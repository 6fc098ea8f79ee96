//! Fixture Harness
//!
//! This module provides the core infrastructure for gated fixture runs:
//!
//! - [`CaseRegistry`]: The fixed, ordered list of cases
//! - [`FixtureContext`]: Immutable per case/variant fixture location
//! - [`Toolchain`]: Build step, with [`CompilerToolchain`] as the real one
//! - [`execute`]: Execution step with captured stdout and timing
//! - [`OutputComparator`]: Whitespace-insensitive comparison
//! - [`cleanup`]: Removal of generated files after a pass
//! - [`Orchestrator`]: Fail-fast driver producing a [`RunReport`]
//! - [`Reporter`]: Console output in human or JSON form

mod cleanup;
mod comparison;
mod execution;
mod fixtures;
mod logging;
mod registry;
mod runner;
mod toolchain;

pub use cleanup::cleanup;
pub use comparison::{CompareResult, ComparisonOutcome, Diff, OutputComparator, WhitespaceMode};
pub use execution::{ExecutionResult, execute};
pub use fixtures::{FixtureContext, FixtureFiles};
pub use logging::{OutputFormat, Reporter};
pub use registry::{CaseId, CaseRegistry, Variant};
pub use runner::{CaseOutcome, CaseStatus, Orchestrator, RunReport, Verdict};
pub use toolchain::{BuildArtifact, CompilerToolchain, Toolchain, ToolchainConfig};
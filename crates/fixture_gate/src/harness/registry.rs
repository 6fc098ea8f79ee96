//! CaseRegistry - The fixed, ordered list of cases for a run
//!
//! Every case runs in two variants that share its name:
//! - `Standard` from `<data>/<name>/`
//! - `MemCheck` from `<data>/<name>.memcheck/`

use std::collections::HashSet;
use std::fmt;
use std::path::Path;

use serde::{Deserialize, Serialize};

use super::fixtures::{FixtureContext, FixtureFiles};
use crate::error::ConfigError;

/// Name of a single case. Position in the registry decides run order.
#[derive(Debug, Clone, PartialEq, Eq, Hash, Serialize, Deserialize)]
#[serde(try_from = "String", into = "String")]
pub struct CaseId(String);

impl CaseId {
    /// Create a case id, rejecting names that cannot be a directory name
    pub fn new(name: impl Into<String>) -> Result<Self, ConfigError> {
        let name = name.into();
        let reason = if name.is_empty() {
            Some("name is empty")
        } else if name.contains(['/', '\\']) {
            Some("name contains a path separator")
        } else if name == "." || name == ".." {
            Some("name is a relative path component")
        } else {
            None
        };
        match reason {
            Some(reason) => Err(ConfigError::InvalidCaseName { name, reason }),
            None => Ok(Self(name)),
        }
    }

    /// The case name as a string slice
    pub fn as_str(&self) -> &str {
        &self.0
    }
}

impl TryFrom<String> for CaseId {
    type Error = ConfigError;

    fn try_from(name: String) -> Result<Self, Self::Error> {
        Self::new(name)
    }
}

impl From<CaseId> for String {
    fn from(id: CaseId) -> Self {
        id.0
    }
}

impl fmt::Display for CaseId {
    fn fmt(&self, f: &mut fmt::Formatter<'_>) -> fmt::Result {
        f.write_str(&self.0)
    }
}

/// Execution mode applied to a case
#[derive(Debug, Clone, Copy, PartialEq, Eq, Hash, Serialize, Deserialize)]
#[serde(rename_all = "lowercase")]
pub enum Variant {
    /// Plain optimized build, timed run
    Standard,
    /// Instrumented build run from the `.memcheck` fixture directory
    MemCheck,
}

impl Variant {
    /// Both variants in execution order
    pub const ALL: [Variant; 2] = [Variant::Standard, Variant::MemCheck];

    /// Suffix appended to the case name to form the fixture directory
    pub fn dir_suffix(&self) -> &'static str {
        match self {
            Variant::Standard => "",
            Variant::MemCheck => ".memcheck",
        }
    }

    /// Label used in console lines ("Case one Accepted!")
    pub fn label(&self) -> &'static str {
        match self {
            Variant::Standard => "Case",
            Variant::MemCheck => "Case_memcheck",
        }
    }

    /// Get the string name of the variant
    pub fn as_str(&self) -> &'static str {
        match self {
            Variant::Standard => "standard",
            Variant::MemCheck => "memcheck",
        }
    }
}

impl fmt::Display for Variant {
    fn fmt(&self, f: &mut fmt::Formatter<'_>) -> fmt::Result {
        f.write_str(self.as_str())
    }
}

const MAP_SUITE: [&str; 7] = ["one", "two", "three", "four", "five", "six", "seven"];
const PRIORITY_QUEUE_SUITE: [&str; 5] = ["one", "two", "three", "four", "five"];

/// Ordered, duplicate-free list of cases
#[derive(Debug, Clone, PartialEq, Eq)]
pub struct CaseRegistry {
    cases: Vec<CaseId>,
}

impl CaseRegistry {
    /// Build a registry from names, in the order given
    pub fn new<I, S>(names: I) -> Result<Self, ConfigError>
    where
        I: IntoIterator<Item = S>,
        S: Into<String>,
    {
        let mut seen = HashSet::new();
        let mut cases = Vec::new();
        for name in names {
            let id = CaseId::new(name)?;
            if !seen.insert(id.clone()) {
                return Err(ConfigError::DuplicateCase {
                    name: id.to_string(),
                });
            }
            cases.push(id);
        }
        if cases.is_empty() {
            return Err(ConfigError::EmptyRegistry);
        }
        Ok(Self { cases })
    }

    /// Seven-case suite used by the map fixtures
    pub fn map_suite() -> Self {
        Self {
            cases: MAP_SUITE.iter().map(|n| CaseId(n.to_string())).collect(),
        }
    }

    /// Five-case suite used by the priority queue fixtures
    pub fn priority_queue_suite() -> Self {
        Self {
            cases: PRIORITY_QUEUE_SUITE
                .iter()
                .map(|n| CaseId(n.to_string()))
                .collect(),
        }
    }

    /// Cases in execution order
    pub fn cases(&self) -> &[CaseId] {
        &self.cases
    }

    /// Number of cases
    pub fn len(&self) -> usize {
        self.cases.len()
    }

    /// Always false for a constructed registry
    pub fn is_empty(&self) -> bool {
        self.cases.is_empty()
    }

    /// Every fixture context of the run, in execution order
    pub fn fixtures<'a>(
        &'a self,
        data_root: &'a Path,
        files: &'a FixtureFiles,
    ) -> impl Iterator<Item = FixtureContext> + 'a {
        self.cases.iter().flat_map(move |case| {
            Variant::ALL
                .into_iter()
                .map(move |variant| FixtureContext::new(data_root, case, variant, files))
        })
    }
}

...

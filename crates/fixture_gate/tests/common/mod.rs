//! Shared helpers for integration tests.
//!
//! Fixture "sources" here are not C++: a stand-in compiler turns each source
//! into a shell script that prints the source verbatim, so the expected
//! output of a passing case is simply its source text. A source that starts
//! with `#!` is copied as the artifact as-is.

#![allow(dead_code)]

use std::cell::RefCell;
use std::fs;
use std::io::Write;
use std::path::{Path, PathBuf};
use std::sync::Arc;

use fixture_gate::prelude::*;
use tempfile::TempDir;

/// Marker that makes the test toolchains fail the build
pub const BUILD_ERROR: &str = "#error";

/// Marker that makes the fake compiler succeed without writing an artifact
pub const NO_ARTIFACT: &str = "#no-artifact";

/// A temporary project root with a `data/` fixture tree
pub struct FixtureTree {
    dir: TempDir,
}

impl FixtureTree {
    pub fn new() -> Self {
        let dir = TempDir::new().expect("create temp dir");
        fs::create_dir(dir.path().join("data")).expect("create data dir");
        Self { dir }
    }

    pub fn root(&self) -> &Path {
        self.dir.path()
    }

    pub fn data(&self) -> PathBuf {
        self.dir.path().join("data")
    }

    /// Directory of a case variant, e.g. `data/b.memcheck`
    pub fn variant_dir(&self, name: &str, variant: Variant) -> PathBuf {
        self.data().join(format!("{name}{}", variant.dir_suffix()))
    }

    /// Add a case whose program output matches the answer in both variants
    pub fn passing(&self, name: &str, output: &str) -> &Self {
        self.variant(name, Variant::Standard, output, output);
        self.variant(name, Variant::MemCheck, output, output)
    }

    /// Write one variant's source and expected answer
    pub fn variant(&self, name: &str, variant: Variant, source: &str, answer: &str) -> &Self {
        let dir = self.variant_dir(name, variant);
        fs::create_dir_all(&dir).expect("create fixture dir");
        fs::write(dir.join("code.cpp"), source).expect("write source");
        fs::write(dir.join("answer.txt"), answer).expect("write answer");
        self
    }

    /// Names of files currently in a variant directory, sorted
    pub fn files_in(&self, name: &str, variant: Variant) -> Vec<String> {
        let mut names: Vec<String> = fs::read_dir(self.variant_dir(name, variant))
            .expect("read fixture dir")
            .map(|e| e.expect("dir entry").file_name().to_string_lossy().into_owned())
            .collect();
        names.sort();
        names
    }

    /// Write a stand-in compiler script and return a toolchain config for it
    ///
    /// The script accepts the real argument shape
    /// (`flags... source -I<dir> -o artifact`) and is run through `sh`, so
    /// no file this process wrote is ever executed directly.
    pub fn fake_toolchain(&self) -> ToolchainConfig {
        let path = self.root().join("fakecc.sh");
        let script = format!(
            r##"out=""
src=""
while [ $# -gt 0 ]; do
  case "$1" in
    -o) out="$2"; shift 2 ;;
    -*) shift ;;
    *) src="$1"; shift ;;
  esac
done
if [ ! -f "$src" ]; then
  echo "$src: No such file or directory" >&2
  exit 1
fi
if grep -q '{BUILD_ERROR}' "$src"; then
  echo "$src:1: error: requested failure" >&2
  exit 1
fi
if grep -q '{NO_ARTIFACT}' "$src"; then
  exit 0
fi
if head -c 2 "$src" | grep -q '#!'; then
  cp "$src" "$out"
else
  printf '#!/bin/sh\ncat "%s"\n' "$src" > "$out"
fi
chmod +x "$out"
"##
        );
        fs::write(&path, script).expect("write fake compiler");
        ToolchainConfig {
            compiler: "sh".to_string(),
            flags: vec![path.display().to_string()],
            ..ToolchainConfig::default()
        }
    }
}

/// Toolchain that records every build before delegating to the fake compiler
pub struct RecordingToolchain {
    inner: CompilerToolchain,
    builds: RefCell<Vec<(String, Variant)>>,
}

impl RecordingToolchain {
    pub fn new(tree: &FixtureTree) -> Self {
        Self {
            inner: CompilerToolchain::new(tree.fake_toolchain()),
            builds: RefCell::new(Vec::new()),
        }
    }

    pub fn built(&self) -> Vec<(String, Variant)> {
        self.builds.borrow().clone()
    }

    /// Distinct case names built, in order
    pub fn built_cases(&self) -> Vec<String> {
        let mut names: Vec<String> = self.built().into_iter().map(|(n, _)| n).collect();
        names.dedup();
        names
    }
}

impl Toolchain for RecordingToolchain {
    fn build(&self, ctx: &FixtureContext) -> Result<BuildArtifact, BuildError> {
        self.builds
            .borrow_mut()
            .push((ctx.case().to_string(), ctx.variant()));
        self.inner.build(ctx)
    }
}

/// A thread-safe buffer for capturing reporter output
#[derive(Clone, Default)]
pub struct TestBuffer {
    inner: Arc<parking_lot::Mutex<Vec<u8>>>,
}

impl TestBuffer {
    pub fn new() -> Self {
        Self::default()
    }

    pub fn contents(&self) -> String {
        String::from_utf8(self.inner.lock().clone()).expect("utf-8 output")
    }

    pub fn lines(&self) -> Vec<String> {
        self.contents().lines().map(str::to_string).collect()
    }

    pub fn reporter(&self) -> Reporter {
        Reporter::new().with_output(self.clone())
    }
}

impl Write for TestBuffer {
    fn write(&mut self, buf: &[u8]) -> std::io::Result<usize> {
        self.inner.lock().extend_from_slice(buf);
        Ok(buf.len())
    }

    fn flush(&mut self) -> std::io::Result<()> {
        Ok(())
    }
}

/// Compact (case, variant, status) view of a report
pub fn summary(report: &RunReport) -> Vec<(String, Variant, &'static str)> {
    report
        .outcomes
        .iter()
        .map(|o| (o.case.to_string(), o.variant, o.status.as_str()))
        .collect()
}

_Your instructions_
The answer must be a single number: how many lines of the data hold the word "TempDir".

_Response_
3